▶ _Exercise objective_: Set down a word-for-word copy of the data below, limited to the lines from the first through the line with "pub const SERVER_PORT: u16 = 9000;".

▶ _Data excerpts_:

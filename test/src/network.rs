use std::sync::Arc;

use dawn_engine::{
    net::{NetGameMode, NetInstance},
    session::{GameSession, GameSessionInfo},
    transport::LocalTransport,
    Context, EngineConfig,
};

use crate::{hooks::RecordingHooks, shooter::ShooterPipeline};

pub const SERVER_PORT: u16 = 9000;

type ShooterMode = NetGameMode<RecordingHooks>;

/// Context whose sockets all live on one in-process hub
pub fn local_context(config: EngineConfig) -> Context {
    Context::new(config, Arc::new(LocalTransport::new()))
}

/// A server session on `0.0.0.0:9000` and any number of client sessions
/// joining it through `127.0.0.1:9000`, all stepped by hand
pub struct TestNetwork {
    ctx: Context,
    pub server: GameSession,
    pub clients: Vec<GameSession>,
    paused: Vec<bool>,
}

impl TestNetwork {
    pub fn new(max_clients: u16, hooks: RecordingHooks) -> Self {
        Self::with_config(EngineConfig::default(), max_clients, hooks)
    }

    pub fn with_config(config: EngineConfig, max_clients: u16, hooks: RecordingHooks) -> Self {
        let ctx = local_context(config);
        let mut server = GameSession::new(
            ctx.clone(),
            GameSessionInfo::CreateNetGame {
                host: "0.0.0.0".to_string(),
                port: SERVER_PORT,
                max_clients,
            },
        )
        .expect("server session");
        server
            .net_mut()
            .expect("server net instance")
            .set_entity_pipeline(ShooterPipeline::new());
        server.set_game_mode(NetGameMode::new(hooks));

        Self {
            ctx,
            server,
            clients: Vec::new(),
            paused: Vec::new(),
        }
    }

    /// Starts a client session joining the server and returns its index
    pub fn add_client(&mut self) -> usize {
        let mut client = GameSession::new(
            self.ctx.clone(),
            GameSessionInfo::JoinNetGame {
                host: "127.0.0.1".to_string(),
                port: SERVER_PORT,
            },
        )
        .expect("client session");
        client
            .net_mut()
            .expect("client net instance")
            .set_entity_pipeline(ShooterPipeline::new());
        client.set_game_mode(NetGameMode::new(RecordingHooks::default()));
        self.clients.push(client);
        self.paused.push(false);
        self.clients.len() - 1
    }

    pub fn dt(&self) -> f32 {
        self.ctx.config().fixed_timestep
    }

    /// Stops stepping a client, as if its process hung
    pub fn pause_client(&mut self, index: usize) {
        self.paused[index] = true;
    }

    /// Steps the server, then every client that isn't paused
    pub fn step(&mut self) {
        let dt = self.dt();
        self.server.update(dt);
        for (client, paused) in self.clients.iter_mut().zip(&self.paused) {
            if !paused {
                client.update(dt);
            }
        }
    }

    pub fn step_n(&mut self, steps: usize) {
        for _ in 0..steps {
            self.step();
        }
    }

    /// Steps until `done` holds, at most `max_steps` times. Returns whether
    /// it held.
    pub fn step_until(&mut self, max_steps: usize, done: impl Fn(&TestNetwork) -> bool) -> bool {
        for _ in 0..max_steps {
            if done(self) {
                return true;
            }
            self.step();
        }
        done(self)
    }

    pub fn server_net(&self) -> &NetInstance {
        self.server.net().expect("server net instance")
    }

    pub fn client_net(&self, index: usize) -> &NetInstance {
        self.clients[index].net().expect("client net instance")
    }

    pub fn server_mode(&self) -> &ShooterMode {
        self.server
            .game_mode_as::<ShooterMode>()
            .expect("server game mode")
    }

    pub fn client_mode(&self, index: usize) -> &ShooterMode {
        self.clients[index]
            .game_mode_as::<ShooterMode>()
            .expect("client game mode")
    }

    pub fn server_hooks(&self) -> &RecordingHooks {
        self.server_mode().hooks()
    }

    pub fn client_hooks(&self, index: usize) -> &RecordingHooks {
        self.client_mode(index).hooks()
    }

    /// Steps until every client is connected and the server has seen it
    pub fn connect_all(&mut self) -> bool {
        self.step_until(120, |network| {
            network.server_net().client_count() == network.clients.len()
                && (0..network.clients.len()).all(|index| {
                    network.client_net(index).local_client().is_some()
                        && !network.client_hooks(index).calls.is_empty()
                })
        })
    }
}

▶ _Exercise result_:
filename test/src/network.rs
use std::sync::Arc;

use dawn_engine::{
    net::{NetGameMode, NetInstance},
    session::{GameSession, GameSessionInfo},
    transport::LocalTransport,
    Context, EngineConfig,
};

use crate::{hooks::RecordingHooks, shooter::ShooterPipeline};

pub const SERVER_PORT: u16 = 9000;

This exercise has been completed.